Among the entries below, find the lines that hold the word "LayeredSource" and report them.

> [Input records]:
+ + +

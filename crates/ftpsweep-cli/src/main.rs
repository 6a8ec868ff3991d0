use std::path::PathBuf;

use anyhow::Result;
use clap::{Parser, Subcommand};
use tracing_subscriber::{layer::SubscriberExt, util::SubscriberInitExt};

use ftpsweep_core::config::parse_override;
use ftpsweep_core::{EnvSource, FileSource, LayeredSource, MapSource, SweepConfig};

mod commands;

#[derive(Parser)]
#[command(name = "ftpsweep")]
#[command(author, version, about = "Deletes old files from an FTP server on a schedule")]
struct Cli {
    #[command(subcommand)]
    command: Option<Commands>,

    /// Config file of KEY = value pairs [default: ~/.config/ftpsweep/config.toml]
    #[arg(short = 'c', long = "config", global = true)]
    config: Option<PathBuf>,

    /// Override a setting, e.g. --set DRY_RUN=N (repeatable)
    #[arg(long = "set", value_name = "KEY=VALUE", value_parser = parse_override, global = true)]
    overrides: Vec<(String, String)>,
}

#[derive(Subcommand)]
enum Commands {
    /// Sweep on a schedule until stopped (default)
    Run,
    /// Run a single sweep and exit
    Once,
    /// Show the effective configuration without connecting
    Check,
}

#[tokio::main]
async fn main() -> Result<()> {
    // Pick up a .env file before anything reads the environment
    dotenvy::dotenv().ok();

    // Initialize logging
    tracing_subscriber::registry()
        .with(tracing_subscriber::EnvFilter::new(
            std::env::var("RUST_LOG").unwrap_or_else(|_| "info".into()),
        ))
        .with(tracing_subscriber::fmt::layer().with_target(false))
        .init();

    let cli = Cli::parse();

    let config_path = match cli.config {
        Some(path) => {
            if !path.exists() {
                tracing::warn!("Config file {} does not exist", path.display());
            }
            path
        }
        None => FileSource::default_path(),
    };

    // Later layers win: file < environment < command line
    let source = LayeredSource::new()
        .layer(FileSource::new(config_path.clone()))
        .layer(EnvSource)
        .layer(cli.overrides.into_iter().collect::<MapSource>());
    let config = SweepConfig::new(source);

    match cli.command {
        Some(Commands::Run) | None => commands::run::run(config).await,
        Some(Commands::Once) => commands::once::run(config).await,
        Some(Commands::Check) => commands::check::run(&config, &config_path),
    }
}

+ + +

> [Result of the exercise]:
use ftpsweep_core::{EnvSource, FileSource, LayeredSource, MapSource, SweepConfig};
    let source = LayeredSource::new()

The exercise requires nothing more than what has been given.